As we struck out on the second last spot I remembered seeing and waypointing a few isolated deep boulders on a previous trip. I found them during the summer and they were barren of fish, but my instinct was to mark them and come back in the fall. It’s a classic deep, cold water area… probably for Smallmouth but hoping for Largemouth.
By the way, most of Ang’s and my past “boulder” waypoints were found via side imaging; however, we’re finding now that LiveScope does a great job spotting structure and cover as well. And that’s exactly how I previously found these hidden gems.
We cruised over with the electric (it was only a short distance) and threw a few casts with craws and swimbaits but nothing. I decided to fire a long-bomb cast with a Ned Rig to a weedline in the area and caught a decent Largemouth. Nice!
I then cast Mr. Ned back out to the boulders thinking “ok, this is gonna work” and… nothing.
OK, one last cast with the deep diver (I honestly was expecting no fish since Ned resulted in nil).
You guessed it, a gorgeous Largemouth that almost slack-lined my crankbait (TIP: when your crankbait feels kind of mushy, reel fast and set the hook hard). Biggest fish of the day, a short, fat one. What a fantastic way to end the outing!
Last fish of the day, close to 15-feet deep, near a couple of isolated boulders, and on a deep-diving crankbait.
In closing, I honestly feel that not all anglers have the mental strength to “experiment” when fishing old favourite haunts. Especially in the fall when daylight is limited. I’m one of those I always plan on it, but execution is something else, and having ol’ faithful is rigged and ready “on deck”, sure doesn’t help.

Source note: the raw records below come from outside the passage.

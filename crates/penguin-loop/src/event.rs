// SPDX-License-Identifier: Apache-2.0
// © James Ross Ω FLYING•ROBOTS <https://github.com/flyingrobots>

//! Ordered log of what the engine did, tick by tick.
//!
//! Every history entry records the log length at the moment it was committed,
//! so rewinding to a tick truncates the log back to exactly what had happened
//! by then.

use std::fmt;

use crate::task::TaskId;

/// Classification of an [`ExecutionEvent`].
#[derive(Clone, Copy, PartialEq, Eq, PartialOrd, Ord, Hash, Debug)]
#[cfg_attr(feature = "serde", derive(serde::Serialize, serde::Deserialize))]
#[cfg_attr(feature = "serde", serde(rename_all = "kebab-case"))]
pub enum EventKind {
    /// A frame was pushed onto the call stack.
    CallStackPush,
    /// A frame was popped by an explicit pop.
    CallStackPop,
    /// A call-stack frame ran to completion.
    FrameExecuted,
    /// A microtask entered the queue.
    MicrotaskEnqueued,
    /// A microtask ran during a drain.
    MicrotaskExecuted,
    /// A macrotask entered the queue.
    MacrotaskEnqueued,
    /// A macrotask was moved onto the call stack.
    MacrotaskPicked,
    /// The engine changed phase.
    PhaseChanged,
    /// A container refused a task because it was full.
    CapacityExceeded,
    /// The engine reached `completed`.
    Completed,
}

impl EventKind {
    /// Every kind, in declaration order.
    pub const ALL: [Self; 10] = [
        Self::CallStackPush,
        Self::CallStackPop,
        Self::FrameExecuted,
        Self::MicrotaskEnqueued,
        Self::MicrotaskExecuted,
        Self::MacrotaskEnqueued,
        Self::MacrotaskPicked,
        Self::PhaseChanged,
        Self::CapacityExceeded,
        Self::Completed,
    ];

    /// Stable kebab-case label.
    #[must_use]
    pub fn as_str(self) -> &'static str {
        match self {
            Self::CallStackPush => "call-stack-push",
            Self::CallStackPop => "call-stack-pop",
            Self::FrameExecuted => "frame-executed",
            Self::MicrotaskEnqueued => "microtask-enqueued",
            Self::MicrotaskExecuted => "microtask-executed",
            Self::MacrotaskEnqueued => "macrotask-enqueued",
            Self::MacrotaskPicked => "macrotask-picked",
            Self::PhaseChanged => "phase-changed",
            Self::CapacityExceeded => "capacity-exceeded",
            Self::Completed => "completed",
        }
    }
}

impl fmt::Display for EventKind {
    fn fmt(&self, f: &mut fmt::Formatter<'_>) -> fmt::Result {
        f.write_str(self.as_str())
    }
}

/// One logged engine event.
#[derive(Clone, PartialEq, Eq, Debug)]
#[cfg_attr(feature = "serde", derive(serde::Serialize, serde::Deserialize))]
pub struct ExecutionEvent {
    /// Position in the log (0-based).
    pub seq: u64,
    /// Tick during which the event happened. Events between ticks carry the
    /// last committed tick.
    pub tick: u64,
    /// Classification.
    pub kind: EventKind,
    /// Task involved, if any.
    pub task: Option<TaskId>,
    /// Human-readable detail (task name, phase transition, error text).
    pub detail: String,
}

/// Append-only (except for rewind truncation) event log.
#[derive(Clone, Debug, Default, PartialEq, Eq)]
pub struct EventLog {
    events: Vec<ExecutionEvent>,
}

impl EventLog {
    /// Empty log.
    #[must_use]
    pub fn new() -> Self {
        Self::default()
    }

    /// Appends an event.
    pub fn record(
        &mut self,
        tick: u64,
        kind: EventKind,
        task: Option<TaskId>,
        detail: impl Into<String>,
    ) {
        let seq = self.events.len() as u64;
        self.events.push(ExecutionEvent {
            seq,
            tick,
            kind,
            task,
            detail: detail.into(),
        });
    }

    /// Drops every event at or beyond `len`.
    pub fn truncate(&mut self, len: usize) {
        self.events.truncate(len);
    }

    /// Removes everything.
    pub fn clear(&mut self) {
        self.events.clear();
    }

    /// Number of events.
    pub fn len(&self) -> usize {
        self.events.len()
    }

    /// True when empty.
    pub fn is_empty(&self) -> bool {
        self.events.is_empty()
    }

    /// All events in order.
    pub fn as_slice(&self) -> &[ExecutionEvent] {
        &self.events
    }

    /// Events of a single kind, in order.
    pub fn of_kind(&self, kind: EventKind) -> impl Iterator<Item = &ExecutionEvent> {
        self.events.iter().filter(move |e| e.kind == kind)
    }
}
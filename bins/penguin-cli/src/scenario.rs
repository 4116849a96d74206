// SPDX-License-Identifier: Apache-2.0
// © James Ross Ω FLYING•ROBOTS <https://github.com/flyingrobots>
//! Command scripts: a JSON array of serialized [`Command`]s.

use std::fs;
use std::path::Path;

use anyhow::{Context, Result};
use penguin_cqrs::{Command, CommandError};

/// Reads and parses a script.
pub fn load(path: &Path) -> Result<Vec<Command>> {
    let raw = fs::read_to_string(path)
        .with_context(|| format!("read scenario {}", path.display()))?;
    serde_json::from_str(&raw).with_context(|| format!("parse scenario {}", path.display()))
}

/// Commands that would be rejected by validation, as `(index, kind, error)`.
pub fn problems(commands: &[Command]) -> Vec<(usize, &'static str, CommandError)> {
    commands
        .iter()
        .enumerate()
        .filter_map(|(i, cmd)| cmd.validate().err().map(|err| (i, cmd.kind(), err)))
        .collect()
}
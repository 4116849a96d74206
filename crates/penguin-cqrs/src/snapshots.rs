// SPDX-License-Identifier: Apache-2.0
// © James Ross Ω FLYING•ROBOTS <https://github.com/flyingrobots>

//! Named engine captures, kept apart from the tick timeline.
//!
//! Rewinding never touches this store; only `reset` clears it.

use std::collections::BTreeMap;
use std::sync::Arc;

use penguin_loop::EngineCapture;
use serde::{Deserialize, Serialize};

/// A captured engine under a name.
#[derive(Clone, Debug)]
pub struct Snapshot {
    /// Name the snapshot was created under.
    pub name: String,
    /// Captured state, history and events.
    pub capture: EngineCapture,
}

impl Snapshot {
    /// Summary for listings.
    pub fn info(&self) -> SnapshotInfo {
        SnapshotInfo {
            name: self.name.clone(),
            tick: self.capture.state.tick,
            phase: self.capture.state.phase,
            digest: self.capture.state.digest_hex(),
            history_len: self.capture.history.len(),
        }
    }
}

/// Listing entry for a snapshot.
#[derive(Clone, Debug, PartialEq, Eq, Serialize, Deserialize)]
pub struct SnapshotInfo {
    /// Snapshot name.
    pub name: String,
    /// Tick at capture time.
    pub tick: u64,
    /// Phase at capture time.
    pub phase: penguin_loop::Phase,
    /// Hex state digest at capture time.
    pub digest: String,
    /// History entries captured.
    pub history_len: usize,
}

/// Snapshots keyed by name, listed in name order.
#[derive(Clone, Debug, Default)]
pub struct SnapshotStore {
    snapshots: BTreeMap<String, Arc<Snapshot>>,
}

impl SnapshotStore {
    /// Empty store.
    pub fn new() -> Self {
        Self::default()
    }

    /// Stores `capture` under `name`, replacing any previous snapshot with that
    /// name. Returns the replaced snapshot.
    pub fn insert(&mut self, name: &str, capture: EngineCapture) -> Option<Arc<Snapshot>> {
        let snapshot = Snapshot {
            name: name.to_owned(),
            capture,
        };
        self.snapshots.insert(name.to_owned(), Arc::new(snapshot))
    }

    /// Snapshot called `name`.
    pub fn get(&self, name: &str) -> Option<Arc<Snapshot>> {
        self.snapshots.get(name).cloned()
    }

    /// Removes the snapshot called `name`.
    pub fn remove(&mut self, name: &str) -> Option<Arc<Snapshot>> {
        self.snapshots.remove(name)
    }

    /// Summaries of every snapshot.
    pub fn list(&self) -> Vec<SnapshotInfo> {
        self.snapshots.values().map(|s| s.info()).collect()
    }

    /// Drops every snapshot.
    pub fn clear(&mut self) {
        self.snapshots.clear();
    }

    /// Number of snapshots.
    pub fn len(&self) -> usize {
        self.snapshots.len()
    }

    /// True when empty.
    pub fn is_empty(&self) -> bool {
        self.snapshots.is_empty()
    }
}
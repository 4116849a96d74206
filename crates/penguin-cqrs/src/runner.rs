// SPDX-License-Identifier: Apache-2.0
// © James Ross Ω FLYING•ROBOTS <https://github.com/flyingrobots>

//! Async run loop: one [`CqrsService::step`] per timer firing.
//!
//! The loop takes the service lock for each step only, so commands dispatched
//! from elsewhere (pause, stop, breakpoints) interleave between ticks and take
//! effect before the next one. A tick in flight always completes.
//!
//! A panic inside a step (typically a subscriber callback) ends the spawned
//! task. [`RunHandle::join`] turns it into [`RunError::Panicked`], puts the
//! engine back on its last committed tick and reports through `on_error`.

use std::any::Any;
use std::sync::Arc;
use std::time::Duration;

use penguin_loop::EngineError;
use thiserror::Error;
use tokio::sync::Mutex;
use tokio::task::JoinHandle;
use tokio::time::{self, MissedTickBehavior};
use tracing::{info, instrument};

use crate::service::{CqrsService, RunSummary};

/// Service shared between the run loop and command senders.
pub type SharedService = Arc<Mutex<CqrsService>>;

/// Why a run ended abnormally.
#[derive(Debug, Clone, PartialEq, Eq, Error)]
pub enum RunError {
    /// The engine failed while ticking.
    #[error("engine error during run: {0}")]
    Engine(#[from] EngineError),
    /// A step panicked.
    #[error("run loop panicked: {0}")]
    Panicked(String),
    /// The run-loop task was aborted.
    #[error("run loop cancelled")]
    Cancelled,
}

/// Interval-driven run loop over a [`SharedService`].
#[derive(Debug, Clone)]
pub struct RunLoop {
    service: SharedService,
    interval: Duration,
}

impl RunLoop {
    /// Loop stepping `service` every `interval` (at least 1ms).
    pub fn new(service: SharedService, interval: Duration) -> Self {
        Self {
            service,
            interval: interval.max(Duration::from_millis(1)),
        }
    }

    /// Steps until a terminal outcome. Paused steps keep the loop alive so a
    /// later resume continues the run.
    #[instrument(skip(self), fields(interval = ?self.interval))]
    pub async fn run(self) -> Result<RunSummary, RunError> {
        let mut ticker = time::interval(self.interval);
        ticker.set_missed_tick_behavior(MissedTickBehavior::Delay);
        info!("run loop started");

        let mut ticks = 0;
        loop {
            ticker.tick().await;
            let outcome = self.service.lock().await.step()?;
            if outcome.ticked() {
                ticks += 1;
            }
            if outcome.is_terminal() {
                info!(ticks, ?outcome, "run loop finished");
                return Ok(RunSummary { ticks, outcome });
            }
        }
    }

    /// Runs the loop on the tokio runtime.
    pub fn spawn(self) -> RunHandle {
        let service = Arc::clone(&self.service);
        RunHandle {
            service,
            task: tokio::spawn(self.run()),
        }
    }
}

/// Handle to a spawned [`RunLoop`].
#[derive(Debug)]
pub struct RunHandle {
    service: SharedService,
    task: JoinHandle<Result<RunSummary, RunError>>,
}

impl RunHandle {
    /// Waits for the loop to end.
    pub async fn join(self) -> Result<RunSummary, RunError> {
        match self.task.await {
            Ok(result) => result,
            Err(join) => {
                let err = if join.is_panic() {
                    RunError::Panicked(panic_message(join.into_panic()))
                } else {
                    RunError::Cancelled
                };
                self.service.lock().await.halt(&err);
                Err(err)
            }
        }
    }

    /// Aborts the loop; [`Self::join`] then reports [`RunError::Cancelled`].
    pub fn abort(&self) {
        self.task.abort();
    }

    /// True once the loop task has ended.
    pub fn is_finished(&self) -> bool {
        self.task.is_finished()
    }
}

fn panic_message(payload: Box<dyn Any + Send>) -> String {
    payload
        .downcast_ref::<&str>()
        .map(|s| (*s).to_owned())
        .or_else(|| payload.downcast_ref::<String>().cloned())
        .unwrap_or_else(|| "non-string panic payload".to_owned())
}
// SPDX-License-Identifier: Apache-2.0
// © James Ross Ω FLYING•ROBOTS <https://github.com/flyingrobots>
//! penguin-loop: deterministic JavaScript event-loop simulator.
//!
//! The engine models the call stack, the microtask queue and the macrotask
//! queue as plain data and advances them one phase transition per tick.
//! Every tick is recorded, so any earlier tick can be restored exactly.
#![forbid(unsafe_code)]
#![deny(missing_docs, rust_2018_idioms, unused_must_use)]
#![deny(
    clippy::all,
    clippy::pedantic,
    clippy::nursery,
    clippy::cargo,
    clippy::unwrap_used,
    clippy::expect_used,
    clippy::panic,
    clippy::todo,
    clippy::unimplemented,
    clippy::dbg_macro,
    clippy::print_stdout,
    clippy::print_stderr
)]
#![allow(
    clippy::must_use_candidate,
    clippy::return_self_not_must_use,
    clippy::missing_const_for_fn,
    clippy::redundant_pub_crate,
    clippy::module_name_repetitions,
    clippy::use_self
)]
#![cfg_attr(test, allow(clippy::unwrap_used, clippy::expect_used))]

mod engine;
mod event;
mod history;
mod listener;
mod queue;
mod state;
mod task;

/// Engine, its errors, captures and timing counters.
pub use engine::{EngineCapture, EngineError, EventLoopEngine, TickTimings};
/// Execution event log.
pub use event::{EventKind, EventLog, ExecutionEvent};
/// Tick history and retention.
pub use history::{ExecutionHistory, HistoryEntry, RetentionPolicy};
/// Listener registry with unsubscribe handles.
pub use listener::{ListenerRegistry, Unsubscribe};
/// Task containers and capacity limits.
pub use queue::{
    CallStack, EngineLimits, MacrotaskKey, MacrotaskQueue, MicrotaskQueue, QueueDebugInfo,
    QueueError, QueueName, QueueSystem, StackTraceFrame, DEFAULT_MAX_CALL_STACK_SIZE,
    DEFAULT_MAX_MACROTASK_QUEUE_SIZE, DEFAULT_MAX_MICROTASK_QUEUE_SIZE,
};
/// Engine state, phases and digests.
pub use state::{EngineState, Hash, Phase, Statistics};
/// Tasks and their schedules.
pub use task::{Priority, Schedule, Task, TaskId, TaskKind, TaskSource, TaskSpec};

Had Ang and Yo-Zuri not put our recent sponsorship deal together, I may have ended up scratching my head thinking “why are these finicky so-n’-so’s not eating my craw???”
My producers for the day, a 3DB Deep Crank and a 3DB 1.5 MR, both made by Yo-Zuri
BUT, since the above did happen, I now have a new late fall bass technique, that I can confidently pull out of my cold water bag of tricks.
By the way: ZERO FISH on my craws. Although their dunk-time was limited compared to normal, it’s never happened before… interesting!!!